Tuesday, July 27, 2010

I’m having problems with RFI to my neighbor’s (and my own) telephone ...

Q Erik Iddings, KF4KRK, asks, “I’m having problems with RFI to my neighbor’s (and my own) telephone. One neighbor picked me up on a 900-MHz cordless phone. She said she could not understand anything but could tell I was on the air. My mother has picked me up on a corded telephone, again nothing legible. And my other neighbor picks me up on his 49-MHz cordless.

“I operate 6-meter SSB using an ICOM IC-706 MkII with 100 W PEP. My radio and tuner are properly grounded. I even made up a coax balun at the shack entry point hoping that would solve the problem. The interference is still there.

“One of my fellow ARES members is an engineer with the
telephone company. I called her the other day and told her
about the problem. She had the customer service manager and a line technician come out and install an RF suppresser on one neighbor’s incoming line. That didn’t work. 

“I’m about to go out of my mind trying to figure this out. Unless I can get this RFI problem resolved, it looks like I’m going to have to give up operating on 6 meters unless all the neighbors are at work!” 

A Start with the premise that the FCC rules require that spurious emissions (signals outside the ham bands) not cause interference with other radio services. This is your sole regulatory responsibility.

Now, those 900 MHz and 49 MHz cordless phones are regulated by Part 15. Part 15 says that these devices must not cause harmful interference and are not protected from interference from licensed users. The FCC’s material on interference also adds that non-radio devices (telephones, alarm systems, etc) that experience interference are “improperly functioning” as radio receivers. Although you may want to help your neighbors resolve these problems, the rules may help you put that into perspective. For RFI that is not caused by a rules violation, your help is simply neighborly and you should see yourself as a locator of solutions, not a provider of solutions. 

For general info about RFI, info for your neighbor, info on telephone interference, info on Part 15, see http://www.arrl.org/tis/ and follow the TISPAGES and RFI links.

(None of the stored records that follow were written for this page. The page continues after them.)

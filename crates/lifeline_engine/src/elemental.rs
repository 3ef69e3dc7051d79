//! Five-element distribution of a chart and its weighted score.

use lifeline_ganzhi::{ALL_ELEMENTS, Element, Pillars};
use serde::ser::{Serialize, SerializeMap, Serializer};

use crate::weights::ElementWeights;

/// Count of each element over the eight chart symbols.
#[derive(Debug, Clone, Copy, PartialEq, Eq, Hash, Default)]
pub struct ElementDistribution {
    counts: [u8; 5],
}

impl ElementDistribution {
    /// Classify the four stems and four branches of a chart.
    pub fn from_pillars(pillars: &Pillars) -> Self {
        let mut counts = [0u8; 5];
        for (_, pillar) in pillars.iter() {
            counts[pillar.stem().element().index() as usize] += 1;
            counts[pillar.branch().element().index() as usize] += 1;
        }
        Self { counts }
    }

    #[cfg(test)]
    pub(crate) const fn from_counts(counts: [u8; 5]) -> Self {
        Self { counts }
    }

    pub const fn count(&self, element: Element) -> u8 {
        self.counts[element.index() as usize]
    }

    pub const fn has(&self, element: Element) -> bool {
        self.count(element) > 0
    }

    /// Always 8 for a chart-derived distribution.
    pub fn total(&self) -> u8 {
        self.counts.iter().sum()
    }

    pub fn iter(&self) -> impl Iterator<Item = (Element, u8)> {
        let counts = self.counts;
        ALL_ELEMENTS
            .into_iter()
            .map(move |e| (e, counts[e.index() as usize]))
    }

    /// Weighted sum of the counts.
    pub fn score(&self, weights: &ElementWeights) -> f64 {
        self.iter()
            .map(|(e, n)| n as f64 * weights.get(e))
            .sum()
    }
}

impl Serialize for ElementDistribution {
    fn serialize<S: Serializer>(&self, serializer: S) -> Result<S::Ok, S::Error> {
        let mut map = serializer.serialize_map(Some(ALL_ELEMENTS.len()))?;
        for (element, count) in self.iter() {
            map.serialize_entry(&element, &count)?;
        }
        map.end()
    }
}

/// Element distribution of a chart.
pub fn element_distribution(pillars: &Pillars) -> ElementDistribution {
    ElementDistribution::from_pillars(pillars)
}

/// Weighted elemental score of a chart.
pub fn elemental_score(pillars: &Pillars, weights: &ElementWeights) -> f64 {
    element_distribution(pillars).score(weights)
}
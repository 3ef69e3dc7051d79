//! Ten-god (decile) score of a chart.
//!
//! Each pillar contributes the full weight of its stem's role and half the
//! weight of every hidden-stem role of its branch.

use lifeline_ganzhi::{ALL_POSITIONS, Pillars};

use crate::weights::RoleWeights;

/// Weight of a hidden-stem role relative to a primary role.
pub const SECONDARY_ROLE_SHARE: f64 = 0.5;

/// Weighted ten-god score of a chart.
pub fn decile_score(pillars: &Pillars, weights: &RoleWeights) -> f64 {
    ALL_POSITIONS
        .into_iter()
        .map(|position| {
            let primary = weights.get(pillars.primary_role(position));
            let secondary: f64 = pillars
                .secondary_roles(position)
                .map(|role| SECONDARY_ROLE_SHARE * weights.get(role))
                .sum();
            primary + secondary
        })
        .sum()
}

#[cfg(test)]
mod tests {
    use super::*;
    use lifeline_ganzhi::pillars_at;
    use lifeline_time::CivilTime;

    #[test]
    fn millennium_chart() {
        // 己卯 丙子 戊午 戊午, day master 戊.
        // Primary: JieCai 0.9 + PianYin 1.7 + DayMaster 1.0 + BiJian 1.0.
        // Hidden: 卯[乙 ZhengGuan], 子[癸 ZhengCai], 午[丁 ZhengYin, 己 JieCai] ×2.
        let p = pillars_at(&CivilTime::new(2000, 1, 1, 12, 0).unwrap()).unwrap();
        let expected = 0.9 + 1.7 + 1.0 + 1.0 + 0.5 * (1.6 + 1.4 + 2.0 * (1.8 + 0.9));
        assert!((decile_score(&p, &RoleWeights::default()) - expected).abs() < 1e-12);
    }
}
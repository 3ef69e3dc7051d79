//! The twelve earthly branches (dizhi).
//!
//! Each branch carries a principal element and one to three hidden stems
//! (canggan). Branches also label the twelve double-hours of the day,
//! starting with Zi at 23:00.

use serde::Serialize;

use crate::element::Element;
use crate::stem::Stem;

/// One of the twelve earthly branches.
#[derive(Debug, Clone, Copy, PartialEq, Eq, Hash, PartialOrd, Ord, Serialize)]
#[allow(missing_docs)]
pub enum Branch {
    Zi,
    Chou,
    Yin,
    Mao,
    Chen,
    Si,
    Wu,
    Wei,
    Shen,
    You,
    Xu,
    Hai,
}

/// All twelve branches in order (index 0 = Zi).
pub const ALL_BRANCHES: [Branch; 12] = [
    Branch::Zi,
    Branch::Chou,
    Branch::Yin,
    Branch::Mao,
    Branch::Chen,
    Branch::Si,
    Branch::Wu,
    Branch::Wei,
    Branch::Shen,
    Branch::You,
    Branch::Xu,
    Branch::Hai,
];

const BRANCH_NAMES: [&str; 12] = [
    "Zi", "Chou", "Yin", "Mao", "Chen", "Si", "Wu", "Wei", "Shen", "You", "Xu", "Hai",
];

const BRANCH_HANZI: [&str; 12] = [
    "子", "丑", "寅", "卯", "辰", "巳", "午", "未", "申", "酉", "戌", "亥",
];

const BRANCH_ELEMENTS: [Element; 12] = [
    Element::Water, // Zi
    Element::Earth, // Chou
    Element::Wood,  // Yin
    Element::Wood,  // Mao
    Element::Earth, // Chen
    Element::Fire,  // Si
    Element::Fire,  // Wu
    Element::Earth, // Wei
    Element::Metal, // Shen
    Element::Metal, // You
    Element::Earth, // Xu
    Element::Water, // Hai
];

impl Branch {
    /// 0-based index (Zi=0 .. Hai=11).
    pub const fn index(self) -> u8 {
        match self {
            Self::Zi => 0,
            Self::Chou => 1,
            Self::Yin => 2,
            Self::Mao => 3,
            Self::Chen => 4,
            Self::Si => 5,
            Self::Wu => 6,
            Self::Wei => 7,
            Self::Shen => 8,
            Self::You => 9,
            Self::Xu => 10,
            Self::Hai => 11,
        }
    }

    /// Branch at an index (taken mod 12).
    pub const fn from_index(i: u8) -> Self {
        ALL_BRANCHES[(i % 12) as usize]
    }

    /// Double-hour branch for a clock hour: 23:00–00:59 is Zi,
    /// 01:00–02:59 is Chou, and so on.
    pub const fn from_hour(hour: u32) -> Self {
        Self::from_index((((hour + 1) / 2) % 12) as u8)
    }

    /// Pinyin name.
    pub fn name(self) -> &'static str {
        BRANCH_NAMES[self.index() as usize]
    }

    pub fn hanzi(self) -> &'static str {
        BRANCH_HANZI[self.index() as usize]
    }

    /// Principal element of the branch.
    pub const fn element(self) -> Element {
        BRANCH_ELEMENTS[self.index() as usize]
    }

    /// Hidden stems, principal stem first.
    pub const fn hidden_stems(self) -> &'static [Stem] {
        use Stem::*;
        match self {
            Self::Zi => &[Gui],
            Self::Chou => &[Ji, Gui, Xin],
            Self::Yin => &[Jia, Bing, Wu],
            Self::Mao => &[Yi],
            Self::Chen => &[Wu, Yi, Gui],
            Self::Si => &[Bing, Geng, Wu],
            Self::Wu => &[Ding, Ji],
            Self::Wei => &[Ji, Ding, Yi],
            Self::Shen => &[Geng, Ren, Wu],
            Self::You => &[Xin],
            Self::Xu => &[Wu, Xin, Ding],
            Self::Hai => &[Ren, Jia],
        }
    }

    /// Branch `n` steps further along the cycle.
    pub const fn offset(self, n: u8) -> Self {
        Self::from_index((self.index() + n % 12) % 12)
    }
}

#[cfg(test)]
mod tests {
    use super::*;

    #[test]
    fn indices_sequential() {
        for (i, b) in ALL_BRANCHES.iter().enumerate() {
            assert_eq!(b.index() as usize, i);
            assert_eq!(Branch::from_index(i as u8), *b);
        }
    }

    #[test]
    fn double_hours() {
        assert_eq!(Branch::from_hour(23), Branch::Zi);
        assert_eq!(Branch::from_hour(0), Branch::Zi);
        assert_eq!(Branch::from_hour(1), Branch::Chou);
        assert_eq!(Branch::from_hour(2), Branch::Chou);
        assert_eq!(Branch::from_hour(8), Branch::Chen);
        assert_eq!(Branch::from_hour(12), Branch::Wu);
        assert_eq!(Branch::from_hour(22), Branch::Hai);
    }

    #[test]
    fn elements() {
        assert_eq!(Branch::Zi.element(), Element::Water);
        assert_eq!(Branch::Yin.element(), Element::Wood);
        assert_eq!(Branch::Wu.element(), Element::Fire);
        assert_eq!(Branch::You.element(), Element::Metal);
        assert_eq!(Branch::Xu.element(), Element::Earth);
    }

    #[test]
    fn principal_hidden_stem_matches_element() {
        for b in ALL_BRANCHES {
            let hidden = b.hidden_stems();
            assert!(!hidden.is_empty() && hidden.len() <= 3);
            assert_eq!(hidden[0].element(), b.element(), "{}", b.name());
        }
    }

    #[test]
    fn hidden_stem_total() {
        let total: usize = ALL_BRANCHES.iter().map(|b| b.hidden_stems().len()).sum();
        assert_eq!(total, 28);
    }

    #[test]
    fn names() {
        assert_eq!(Branch::Chen.name(), "Chen");
        assert_eq!(Branch::Chen.hanzi(), "辰");
    }
}
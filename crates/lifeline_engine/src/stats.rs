//! Summary statistics over a life series.

use serde::Serialize;

use crate::series::LifeSeries;

/// Summary of a series; ages are the first occurrence of each extreme.
#[derive(Debug, Clone, Copy, PartialEq, Serialize)]
pub struct SeriesStats {
    pub first_open: f64,
    pub first_close: f64,
    pub last_close: f64,
    pub max_high: f64,
    pub max_high_age: usize,
    pub min_low: f64,
    pub min_low_age: usize,
    pub mean_close: f64,
    /// Population variance of the closes.
    pub close_variance: f64,
    /// Last close against the first open, in percent.
    pub total_return_pct: f64,
    /// Standard deviation of the closes relative to their mean, in percent.
    pub volatility_pct: f64,
}

impl SeriesStats {
    /// `None` for an empty series.
    pub fn from_series(series: &LifeSeries) -> Option<Self> {
        let records = series.records();
        let first = records.first()?;
        let last = records.last()?;

        let (max_high_age, max_high) = records
            .iter()
            .enumerate()
            .fold((0, f64::NEG_INFINITY), |best, (i, r)| {
                if r.high > best.1 { (i, r.high) } else { best }
            });
        let (min_low_age, min_low) = records
            .iter()
            .enumerate()
            .fold((0, f64::INFINITY), |best, (i, r)| {
                if r.low < best.1 { (i, r.low) } else { best }
            });

        let n = records.len() as f64;
        let mean_close = series.closes().sum::<f64>() / n;
        let close_variance = series
            .closes()
            .map(|c| (c - mean_close).powi(2))
            .sum::<f64>()
            / n;

        Some(Self {
            first_open: first.open,
            first_close: first.close,
            last_close: last.close,
            max_high,
            max_high_age,
            min_low,
            min_low_age,
            mean_close,
            close_variance,
            total_return_pct: (last.close - first.open) / first.open * 100.0,
            volatility_pct: close_variance.sqrt() / mean_close * 100.0,
        })
    }
}
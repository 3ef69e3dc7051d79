//! Per-age scoring: annual context, life-stage curve and the score table.
//!
//! Ages are independent of each other here, so the table can be built in
//! parallel; only the candle synthesis that follows is sequential.

use lifeline_ganzhi::{CalendarError, CalendricalAdapter, CycleDescriptor, Pillars};
use lifeline_time::CivilTime;
use rayon::prelude::*;
use serde::Serialize;

use crate::cycle::annual_factor;
use crate::decile::decile_score;
use crate::elemental::ElementDistribution;
use crate::profile::BirthProfile;
use crate::relation::stem_relation;
use crate::weights::ScoringWeights;

/// Number of ages in a life series (0..=79).
pub const SERIES_LENGTH: usize = 80;

/// Life-stage multiplier: piecewise linear over four 20-year bands.
///
/// | ages   | factor        |
/// |--------|---------------|
/// | 0-20   | 0.80 → 1.00   |
/// | 20-40  | 1.00 → 1.25   |
/// | 40-60  | 1.25 → 1.10   |
/// | 60-80  | 1.10 → 0.85   |
pub fn life_stage_factor(age: u32) -> f64 {
    let a = age as f64;
    match age {
        0..20 => 0.8 + a / 20.0 * 0.2,
        20..40 => 1.0 + (a - 20.0) / 20.0 * 0.25,
        40..60 => 1.25 - (a - 40.0) / 20.0 * 0.15,
        _ => 1.1 - (a - 60.0) / 20.0 * 0.25,
    }
}

/// Calendrical facts for one age of a birth profile.
#[derive(Debug, Clone, PartialEq, Serialize)]
pub struct AnnualContext {
    pub age: u32,
    /// Birthday in the year of this age, at 00:00.
    pub moment: CivilTime,
    pub pillars: Pillars,
    pub distribution: ElementDistribution,
    pub liunian_score: f64,
    pub cycle: CycleDescriptor,
}

impl AnnualContext {
    pub fn new<A: CalendricalAdapter + ?Sized>(
        adapter: &A,
        profile: &BirthProfile,
        age: u32,
        weights: &ScoringWeights,
    ) -> Result<Self, CalendarError> {
        let moment = profile.moment.anniversary_in(profile.moment.year() + age as i32);
        let pillars = adapter.pillars_for(&moment)?;
        let distribution = ElementDistribution::from_pillars(&pillars);
        let liunian_score =
            (distribution.score(&weights.elements) + decile_score(&pillars, &weights.roles)) / 2.0;
        Ok(Self {
            age,
            moment,
            pillars,
            distribution,
            liunian_score,
            cycle: profile.cycle_at(age),
        })
    }

    /// Stem relation between the birth day stem and this year's stem.
    pub fn gan_zhi_factor(&self, profile: &BirthProfile) -> f64 {
        stem_relation(profile.pillars.day.stem(), self.pillars.year.stem())
    }

    pub fn annual_factor(&self, profile: &BirthProfile) -> f64 {
        annual_factor(profile.base_score, self.liunian_score)
    }
}

/// Score of one age.
pub fn age_score(profile: &BirthProfile, ctx: &AnnualContext) -> f64 {
    profile.base_score
        * ctx.cycle.factor
        * ctx.annual_factor(profile)
        * life_stage_factor(ctx.age)
        * ctx.gan_zhi_factor(profile)
}

/// Annual contexts and scores for every age of a profile.
#[derive(Debug, Clone, PartialEq)]
pub struct ScoreTable {
    contexts: Vec<AnnualContext>,
    scores: Vec<f64>,
}

impl ScoreTable {
    /// Build the table one age after another.
    pub fn sequential<A: CalendricalAdapter + ?Sized>(
        adapter: &A,
        profile: &BirthProfile,
        weights: &ScoringWeights,
    ) -> Result<Self, CalendarError> {
        let contexts = (0..SERIES_LENGTH as u32)
            .map(|age| AnnualContext::new(adapter, profile, age, weights))
            .collect::<Result<Vec<_>, _>>()?;
        Ok(Self::from_contexts(profile, contexts))
    }

    /// Build the table with ages scored in parallel.
    pub fn parallel<A: CalendricalAdapter + ?Sized>(
        adapter: &A,
        profile: &BirthProfile,
        weights: &ScoringWeights,
    ) -> Result<Self, CalendarError> {
        let contexts = (0..SERIES_LENGTH as u32)
            .into_par_iter()
            .map(|age| AnnualContext::new(adapter, profile, age, weights))
            .collect::<Result<Vec<_>, _>>()?;
        Ok(Self::from_contexts(profile, contexts))
    }

    fn from_contexts(profile: &BirthProfile, contexts: Vec<AnnualContext>) -> Self {
        let scores = contexts.iter().map(|ctx| age_score(profile, ctx)).collect();
        Self { contexts, scores }
    }

    pub fn scores(&self) -> &[f64] {
        &self.scores
    }

    pub fn contexts(&self) -> &[AnnualContext] {
        &self.contexts
    }

    pub fn len(&self) -> usize {
        self.scores.len()
    }

    pub fn is_empty(&self) -> bool {
        self.scores.is_empty()
    }
}
//! Error types for the life-series engine.

use std::path::PathBuf;

use lifeline_ganzhi::CalendarError;
use lifeline_time::TimeError;
use thiserror::Error;

/// Errors while loading or validating scoring weights.
#[derive(Debug, Error)]
#[non_exhaustive]
pub enum ConfigError {
    #[error("failed to read weights file {path}: {source}")]
    Read {
        path: PathBuf,
        #[source]
        source: std::io::Error,
    },
    #[error("failed to parse weights TOML: {0}")]
    Parse(#[from] toml::de::Error),
    /// A weight is non-finite or not strictly positive.
    #[error("invalid weight {key} = {value}: weights must be finite and positive")]
    Invalid { key: &'static str, value: f64 },
}

/// Errors from life-series generation.
#[derive(Debug, Error)]
#[non_exhaustive]
pub enum EngineError {
    /// Malformed or non-existent birthday.
    #[error("invalid input: {0}")]
    InvalidInput(#[from] TimeError),
    /// The calendar could not produce pillars for a required instant.
    #[error("calendar failure: {0}")]
    Calendar(CalendarError),
    #[error(transparent)]
    Config(#[from] ConfigError),
}

impl From<CalendarError> for EngineError {
    fn from(err: CalendarError) -> Self {
        match err {
            CalendarError::Time(t) => Self::InvalidInput(t),
            other => Self::Calendar(other),
        }
    }
}

#[cfg(test)]
mod tests {
    use super::*;

    #[test]
    fn calendar_time_errors_become_invalid_input() {
        let err: EngineError = CalendarError::Time(TimeError::InvalidTime {
            hour: 24,
            minute: 0,
        })
        .into();
        assert!(matches!(err, EngineError::InvalidInput(_)));
    }

    #[test]
    fn other_calendar_errors_are_kept() {
        let err: EngineError = CalendarError::NoConvergence("jie").into();
        assert!(matches!(err, EngineError::Calendar(_)));
        assert!(err.to_string().contains("jie"));
    }
}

I will add that you can sometimes correct problems with cordless phones by filtering the base unit. Get a RadioShack telephone interference filter for the line and a Palomar F-140-43 ferrite core for the power supply lead (wind about 5 turns or so). If this doesn’t work, it is the RF end of the phone being overloaded. For the 49 MHz phone, it is rare that base-unit filtering works to suppress interference from a 6-meter signal. The wireless phones or their owner’s manuals should have a label that indicates that they are not protected from interference.